[Opening Records section]
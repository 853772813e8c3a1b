//! [`IrradianceProvider`] backed by the Open-Meteo hourly forecast API.

use crate::config::FetchConfig;
use crate::irradiance::error::FetchError;
use crate::irradiance::provider::{HourlySample, IrradianceProvider, SeriesRequest};
use chrono::{DateTime, NaiveDateTime, TimeZone, Utc};
use log::{debug, trace, warn};
use reqwest::Client;
use serde::Deserialize;
use std::collections::HashMap;

#[derive(Debug, Deserialize)]
struct ForecastResponse {
    hourly: HourlyBlock,
}

#[derive(Debug, Deserialize)]
struct HourlyBlock {
    // Start of each hour, `YYYY-MM-DDTHH:MM` in the requested timezone (UTC).
    #[serde(default)]
    time: Vec<String>,
    // Requested variables, keyed by name. Missing samples arrive as `null`.
    #[serde(flatten)]
    variables: HashMap<String, Vec<Option<f64>>>,
}

pub struct OpenMeteoProvider {
    client: Client,
    endpoint: String,
    variable: String,
}

impl OpenMeteoProvider {
    /// Creates a provider with its own HTTP client configured from `config`.
    pub fn new(config: &FetchConfig) -> Result<Self, FetchError> {
        let client = Client::builder()
            .user_agent(config.user_agent.as_str())
            .timeout(config.request_timeout())
            .build()
            .map_err(FetchError::ClientBuild)?;
        Ok(Self::with_client(client, config))
    }

    /// Creates a provider that reuses an existing HTTP client.
    pub fn with_client(client: Client, config: &FetchConfig) -> Self {
        Self {
            client,
            endpoint: config.endpoint.clone(),
            variable: config.variable.clone(),
        }
    }

    fn url_for(&self, request: &SeriesRequest) -> String {
        format!(
            "{}?latitude={:.4}&longitude={:.4}&start_date={}&end_date={}&hourly={}&timezone=UTC",
            self.endpoint,
            request.location.lat(),
            request.location.lon(),
            request.start_date.format("%Y-%m-%d"),
            request.end_date.format("%Y-%m-%d"),
            self.variable,
        )
    }
}

impl IrradianceProvider for OpenMeteoProvider {
    async fn hourly_irradiance(
        &self,
        request: &SeriesRequest,
    ) -> Result<Vec<HourlySample>, FetchError> {
        let url = self.url_for(request);
        debug!("Requesting irradiance for site '{}' from {}", request.site, url);

        let response = self
            .client
            .get(&url)
            .send()
            .await
            .map_err(|e| FetchError::NetworkRequest(url.clone(), e))?;

        let response = match response.error_for_status() {
            Ok(resp) => resp,
            Err(e) => {
                warn!("HTTP error for {}: {:?}", url, e);
                return Err(if let Some(status) = e.status() {
                    FetchError::HttpStatus {
                        url,
                        status,
                        source: e,
                    }
                } else {
                    FetchError::NetworkRequest(url, e)
                });
            }
        };

        let payload: ForecastResponse = response
            .json()
            .await
            .map_err(|e| FetchError::Decode(url.clone(), e))?;

        extract_samples(&request.site, &self.variable, payload.hourly)
    }
}

/// Pairs each value of `variable` with the hour it belongs to. Missing samples read
/// as zero; entries whose time cannot be parsed are skipped.
fn extract_samples(
    site: &str,
    variable: &str,
    mut hourly: HourlyBlock,
) -> Result<Vec<HourlySample>, FetchError> {
    let values = hourly
        .variables
        .remove(variable)
        .ok_or_else(|| FetchError::MissingVariable {
            site: site.to_string(),
            variable: variable.to_string(),
        })?;

    if hourly.time.len() != values.len() {
        return Err(FetchError::LengthMismatch {
            site: site.to_string(),
            times: hourly.time.len(),
            values: values.len(),
        });
    }

    Ok(hourly
        .time
        .iter()
        .zip(values)
        .filter_map(|(raw, value)| {
            let Some(time) = parse_hour(raw) else {
                trace!("Skipping sample with unreadable time '{}' for site '{}'", raw, site);
                return None;
            };
            Some(HourlySample {
                time,
                value: value.unwrap_or(0.0),
            })
        })
        .collect())
}

fn parse_hour(raw: &str) -> Option<DateTime<Utc>> {
    if let Ok(parsed) = DateTime::parse_from_rfc3339(raw.trim()) {
        return Some(parsed.with_timezone(&Utc));
    }
    let naive = NaiveDateTime::parse_from_str(raw.trim(), "%Y-%m-%dT%H:%M").ok()?;
    Some(Utc.from_utc_datetime(&naive))
}
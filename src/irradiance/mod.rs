pub mod aggregator;
pub mod error;
pub mod open_meteo;
pub mod provider;

#[cfg(test)]
pub(crate) mod testing;
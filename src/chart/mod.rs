pub mod series_builder;
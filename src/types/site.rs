//! Defines the data structures representing measurement sites and their coordinates.
//! Also includes the implementations needed for spatial indexing with the `rstar` crate.

use haversine::{distance, Location as HaversineLocation, Units};
use rstar::{PointDistance, RTreeObject, AABB};
use serde::{Deserialize, Serialize};

/// Represents a geographical coordinate using latitude and longitude.
///
/// Latitude is the first element (index 0), and longitude is the second (index 1).
///
/// # Examples
///
/// ```
/// use solarnet::LatLon;
///
/// let utrecht = LatLon(52.0907, 5.1214);
/// assert_eq!(utrecht.0, 52.0907); // Latitude
/// assert_eq!(utrecht.1, 5.1214); // Longitude
/// ```
#[derive(Debug, Clone, Copy, PartialEq, Serialize, Deserialize)]
pub struct LatLon(pub f64, pub f64);

impl LatLon {
    /// Latitude in degrees.
    pub fn lat(&self) -> f64 {
        self.0
    }

    /// Longitude in degrees.
    pub fn lon(&self) -> f64 {
        self.1
    }

    /// The `(lon, lat)` pair used by map geometries (GeoJSON axis order).
    pub fn lon_lat(&self) -> (f64, f64) {
        (self.1, self.0)
    }

    /// Great-circle distance to `other` in kilometers.
    pub fn distance_km(&self, other: LatLon) -> f64 {
        distance(
            HaversineLocation {
                latitude: self.0,
                longitude: self.1,
            },
            HaversineLocation {
                latitude: other.0,
                longitude: other.1,
            },
            Units::Kilometers,
        )
    }

    pub(crate) fn is_valid(&self) -> bool {
        self.0.is_finite()
            && self.1.is_finite()
            && (-90.0..=90.0).contains(&self.0)
            && (-180.0..=180.0).contains(&self.1)
    }
}

/// A named point of measurement on the map.
///
/// Sites are defined once at startup (see [`crate::SiteRegistry`]) and never change.
/// The `neighbors` list is an adjacency list by site name; names that do not resolve
/// to another site in the registry are ignored when the graph is built.
#[derive(Debug, Clone, PartialEq, Serialize, Deserialize)]
pub struct Site {
    /// Unique site name, used as the key everywhere else in the crate.
    pub name: String,
    /// Latitude in decimal degrees (positive for North).
    pub lat: f64,
    /// Longitude in decimal degrees (positive for East).
    pub lon: f64,
    /// Names of the sites this one is connected to, in declaration order.
    #[serde(default)]
    pub neighbors: Vec<String>,
}

impl Site {
    /// Creates a site at `location` connected to the sites named in `neighbors`.
    pub fn new(name: impl Into<String>, location: LatLon, neighbors: &[&str]) -> Self {
        Self {
            name: name.into(),
            lat: location.0,
            lon: location.1,
            neighbors: neighbors.iter().map(|n| n.to_string()).collect(),
        }
    }

    /// The site's coordinates as a [`LatLon`].
    pub fn location(&self) -> LatLon {
        LatLon(self.lat, self.lon)
    }
}

// --- R-Tree Implementations ---

/// Lets the registry index sites in an R-tree for nearest-site lookups.
impl RTreeObject for Site {
    type Envelope = AABB<[f64; 2]>;

    fn envelope(&self) -> Self::Envelope {
        AABB::from_point([self.lat, self.lon])
    }
}

impl PointDistance for Site {
    /// Squared planar distance in degrees. Only used to order candidates; the
    /// registry re-ranks them by great-circle distance.
    fn distance_2(&self, point: &[f64; 2]) -> f64 {
        let dx = self.lat - point[0];
        let dy = self.lon - point[1];
        dx * dx + dy * dy
    }
}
[Closing Records section]
◆ Task objective
Pull every line containing the word "LatLon" out of the material.

◆ Exercise answer
/// use solarnet::LatLon;
/// let utrecht = LatLon(52.0907, 5.1214);
pub struct LatLon(pub f64, pub f64);
impl LatLon {
    pub fn distance_km(&self, other: LatLon) -> f64 {
    pub fn new(name: impl Into<String>, location: LatLon, neighbors: &[&str]) -> Self {
    /// The site's coordinates as a [`LatLon`].
    pub fn location(&self) -> LatLon {
        LatLon(self.lat, self.lon)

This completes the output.